Although corals can catch small fish and animals such as plankton using stinging cells on their tentacles, these animals obtain most of their nutrients from photosynthetic unicellular algae called zooxanthellae. Consequently, most corals depend on sunlight and grow in clear and shallow water, typically at depths shallower than 60 metres (200 ft). These corals can be major contributors to the physical structure of the coral reefs that develop in tropical and subtropical waters, such as the enormous Great Barrier Reef off the coast of Queensland, Australia. Other corals do not have associated algae and can live in much deeper water, with the cold-water genus Lophelia surviving as deep as 3,000 metres (9,800 ft). Examples of these can be found living on the Darwin Mounds located north-west of Cape Wrath, Scotland. Corals have also been found off the coast of Washington State and the Aleutian Islands in Alaska.Corals coordinate behaviour by communicating with each other.
Globally, coral reefs are under threat from climate change, ocean acidification, overuse of reef resources, and harmful land-use practices. High nutrient levels such as those found in runoff from agricultural areas can harm reefs by encouraging excess algae growth.
Coral reefs can take a variety of forms, defined in following:
Fringing reef – a reef that is directly attached to a shore or borders it with an intervening shallow channel or lagoon.
Barrier reef – a reef separated from a mainland or island shore by a deep lagoon (Great Barrier Reef).
Patch reef – an isolated, often circular reef, usually within a lagoon or embayment.
Apron reef – a short reef resembling a fringing reef, but more sloped; extending out and downward from a point or peninsular shore.
Bank reef – a linear or semi-circular shaped-outline, larger than a patch reef.
Ribbon reef – a long, narrow, somewhat winding reef, usually associated with an atoll lagoon.
Atoll reef – a more or less circular or continuous barrier reef extending all the way around a lagoon without a central island.
Table reef – an isolated reef, approaching an atoll type, but without a lagoon.
Coral reefs are estimated to cover 284,300 square kilometers, with the Indo-Pacific region (including the Red Sea, Indian Ocean, Southeast Asia and the Pacific) accounting for 91.9% of the total.

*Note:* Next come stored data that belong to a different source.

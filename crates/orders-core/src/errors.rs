use thiserror::Error;
use uuid::Uuid;

/// Result type alias using the canonical structured error
pub type Result<T> = std::result::Result<T, ExError>;

// ========== Error Facility ==========

/// Canonical error kind taxonomy
///
/// Argument kinds are raised synchronously before any store access.
/// `InvalidOperation` covers business rules discovered at runtime (order not
/// found, products missing). Store failures surface as `Persistence` carrying
/// the driver's own message.
#[derive(Debug, Clone, Copy, PartialEq, Eq)]
pub enum ExErrorKind {
    // Argument validation
    /// A required input was not supplied at all
    NullArgument,
    /// An input was supplied but cannot be used (wrong shape, unparsable)
    InvalidArgument,
    /// An input was supplied but its value is outside the accepted domain
    /// (nil id, empty collection)
    OutOfRange,

    // Runtime business rules
    InvalidOperation,

    // Integration/IO
    Persistence,
    Serialization,
    Io,
    Configuration,

    // Internal
    Internal,
}

impl ExErrorKind {
    /// Get the stable error code for this kind
    pub fn code(&self) -> &'static str {
        match self {
            ExErrorKind::NullArgument => "ERR_NULL_ARGUMENT",
            ExErrorKind::InvalidArgument => "ERR_INVALID_ARGUMENT",
            ExErrorKind::OutOfRange => "ERR_OUT_OF_RANGE",
            ExErrorKind::InvalidOperation => "ERR_INVALID_OPERATION",
            ExErrorKind::Persistence => "ERR_PERSISTENCE",
            ExErrorKind::Serialization => "ERR_SERIALIZATION",
            ExErrorKind::Io => "ERR_IO",
            ExErrorKind::Configuration => "ERR_CONFIGURATION",
            ExErrorKind::Internal => "ERR_INTERNAL",
        }
    }

    /// True for the kinds raised by input validation
    pub fn is_argument_error(&self) -> bool {
        matches!(
            self,
            ExErrorKind::NullArgument | ExErrorKind::InvalidArgument | ExErrorKind::OutOfRange
        )
    }
}

/// Canonical structured error type
///
/// Carries a classification (`kind`) for programmatic handling plus the
/// operation, offending field and entity id for the human reading the message.
#[derive(Debug, Clone)]
pub struct ExError {
    kind: ExErrorKind,
    op: Option<String>,
    field: Option<String>,
    entity_id: Option<String>,
    message: String,
    source: Option<Box<ExError>>,
}

impl ExError {
    /// Create a new error with the specified kind
    pub fn new(kind: ExErrorKind) -> Self {
        Self {
            kind,
            op: None,
            field: None,
            entity_id: None,
            message: String::new(),
            source: None,
        }
    }

    /// Add operation context
    pub fn with_op(mut self, op: impl Into<String>) -> Self {
        self.op = Some(op.into());
        self
    }

    /// Name the offending input field (e.g. `command.customer_id`)
    pub fn with_field(mut self, field: impl Into<String>) -> Self {
        self.field = Some(field.into());
        self
    }

    /// Add entity ID context
    pub fn with_entity_id(mut self, id: impl Into<String>) -> Self {
        self.entity_id = Some(id.into());
        self
    }

    /// Add custom message
    pub fn with_message(mut self, message: impl Into<String>) -> Self {
        self.message = message.into();
        self
    }

    /// Add source error
    pub fn with_source(mut self, source: ExError) -> Self {
        self.source = Some(Box::new(source));
        self
    }

    pub fn kind(&self) -> ExErrorKind {
        self.kind
    }

    pub fn code(&self) -> &'static str {
        self.kind.code()
    }

    pub fn op(&self) -> Option<&str> {
        self.op.as_deref()
    }

    pub fn field(&self) -> Option<&str> {
        self.field.as_deref()
    }

    pub fn entity_id(&self) -> Option<&str> {
        self.entity_id.as_deref()
    }

    pub fn message(&self) -> &str {
        &self.message
    }

    pub fn source_error(&self) -> Option<&ExError> {
        self.source.as_deref()
    }
}

impl std::fmt::Display for ExError {
    fn fmt(&self, f: &mut std::fmt::Formatter<'_>) -> std::fmt::Result {
        write!(f, "[{}]", self.code())?;
        if let Some(op) = &self.op {
            write!(f, " in operation '{}'", op)?;
        }
        if !self.message.is_empty() {
            write!(f, ": {}", self.message)?;
        }
        if let Some(field) = &self.field {
            write!(f, " (field: {})", field)?;
        }
        if let Some(entity_id) = &self.entity_id {
            write!(f, " (entity_id: {})", entity_id)?;
        }
        if let Some(source) = &self.source {
            write!(f, " caused by {}", source)?;
        }
        Ok(())
    }
}

impl std::error::Error for ExError {
    fn source(&self) -> Option<&(dyn std::error::Error + 'static)> {
        self.source
            .as_deref()
            .map(|e| e as &(dyn std::error::Error + 'static))
    }
}

// ========== End Error Facility ==========

/// Business rule violations raised by the order factory and order service
#[derive(Error, Debug, Clone, PartialEq)]
pub enum OrderError {
    /// No command was supplied
    #[error("Command must be supplied")]
    CommandMissing,

    /// Order id is the nil UUID
    #[error("Order Id must not be empty")]
    EmptyOrderId,

    /// Customer id is the nil UUID
    #[error("Customer Id must not be empty")]
    EmptyCustomerId,

    /// The command did not carry a product list at all
    #[error("Products on order must be supplied")]
    ProductsMissing,

    /// The command carried an empty product list
    #[error("An order must have products on it")]
    NoProductsOnOrder,

    /// The order factory was handed no lines
    #[error("An order must have lines on it")]
    NoLinesOnOrder,

    /// Some requested product ids do not exist in the write store
    #[error("{missing} products on order not found")]
    ProductsNotFound { requested: usize, missing: usize },

    /// The read model has no order with this id
    #[error("The requested order was not found")]
    OrderNotFound { order_id: Uuid },

    /// A not-found query result was read as if it held a value
    #[error(
        "No result was present. Check result_was_found before reading the result"
    )]
    ResultNotPresent,
}

/// Conversion from OrderError to ExError
impl From<OrderError> for ExError {
    fn from(err: OrderError) -> Self {
        let message = err.to_string();
        match err {
            OrderError::CommandMissing => ExError::new(ExErrorKind::NullArgument)
                .with_field("command")
                .with_message(message),

            OrderError::EmptyOrderId => ExError::new(ExErrorKind::OutOfRange)
                .with_field("order_id")
                .with_message(message),

            OrderError::EmptyCustomerId => ExError::new(ExErrorKind::OutOfRange)
                .with_field("customer_id")
                .with_message(message),

            OrderError::ProductsMissing => ExError::new(ExErrorKind::InvalidArgument)
                .with_field("product_ids")
                .with_message(message),

            OrderError::NoProductsOnOrder => ExError::new(ExErrorKind::OutOfRange)
                .with_field("product_ids")
                .with_message(message),

            OrderError::NoLinesOnOrder => ExError::new(ExErrorKind::OutOfRange)
                .with_field("lines")
                .with_message(message),

            OrderError::ProductsNotFound { .. } => ExError::new(ExErrorKind::InvalidOperation)
                .with_field("product_ids")
                .with_message(message),

            OrderError::OrderNotFound { order_id } => {
                ExError::new(ExErrorKind::InvalidOperation)
                    .with_entity_id(order_id.to_string())
                    .with_message(message)
            }

            OrderError::ResultNotPresent => {
                ExError::new(ExErrorKind::InvalidOperation).with_message(message)
            }
        }
    }
}

#[cfg(test)]
mod tests {
    use super::*;

    #[test]
    fn test_codes_are_unique() {
        let kinds = [
            ExErrorKind::NullArgument,
            ExErrorKind::InvalidArgument,
            ExErrorKind::OutOfRange,
            ExErrorKind::InvalidOperation,
            ExErrorKind::Persistence,
            ExErrorKind::Serialization,
            ExErrorKind::Io,
            ExErrorKind::Configuration,
            ExErrorKind::Internal,
        ];
        let mut codes: Vec<_> = kinds.iter().map(|k| k.code()).collect();
        codes.sort();
        codes.dedup();
        assert_eq!(codes.len(), kinds.len());
    }

    #[test]
    fn test_display_names_field_and_op() {
        let err = ExError::new(ExErrorKind::OutOfRange)
            .with_op("create_order")
            .with_field("customer_id")
            .with_message("Customer Id must not be empty");

        let rendered = err.to_string();
        assert!(rendered.starts_with("[ERR_OUT_OF_RANGE]"));
        assert!(rendered.contains("create_order"));
        assert!(rendered.contains("customer_id"));
    }

    #[test]
    fn test_products_not_found_message_counts_missing() {
        let err: ExError = OrderError::ProductsNotFound {
            requested: 3,
            missing: 2,
        }
        .into();
        assert_eq!(err.kind(), ExErrorKind::InvalidOperation);
        assert_eq!(err.message(), "2 products on order not found");
    }

    #[test]
    fn test_source_chain_is_exposed() {
        let root = ExError::new(ExErrorKind::Persistence).with_message("disk I/O error");
        let err = ExError::new(ExErrorKind::Internal).with_source(root);
        let source = std::error::Error::source(&err).unwrap();
        assert!(source.to_string().contains("disk I/O error"));
    }
}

Southeast Asia accounts for 32.3% of that figure, while the Pacific including Australia accounts for 40.8%. Atlantic and Caribbean coral reefs only account for 7.6%.
Locations of coral reefs.
Although corals exist both in temperate and tropical waters, shallow-water reefs form only in a zone extending from 30°N to 30°S of the equator. Tropical corals do not grow at depths of over 50 m (165 ft). Temperature has less of an effect on the distribution of tropical coral, but it is generally accepted that they do not exist in waters below 18 °C., and that the optimum temperature is 26-27° Celsius for most coral reefs. The reefs in the Persian Gulf however have adapted to temperatures of 13° Celsius in winter and 38° Celsius in summer. Deep water coral is more still exceptional since it can exist at greater depths and colder temperatures. Although deep water corals can form reefs, very little is known about them.
Famous coral reefs and reef areas of the world include:
The Great Barrier Reef - largest coral reef system in the world, Queensland, Australia;
The Belize Barrier Reef - second largest in the world, stretching from southern Quintana Roo, Mexico along the coast of Belize to the Bay Islands of Honduras.
The New Caledonia Barrier Reef - second longest double barrier reef in the world, with a length of about 1500 km.
The Andros, Bahamas Barrier Reef - third largest in the world, following the east coast of Andros Island, Bahamas, between Andros and Nassau.
The Red Sea Coral Reef - located off the coast of Israel, Egypt and Saudi Arabia.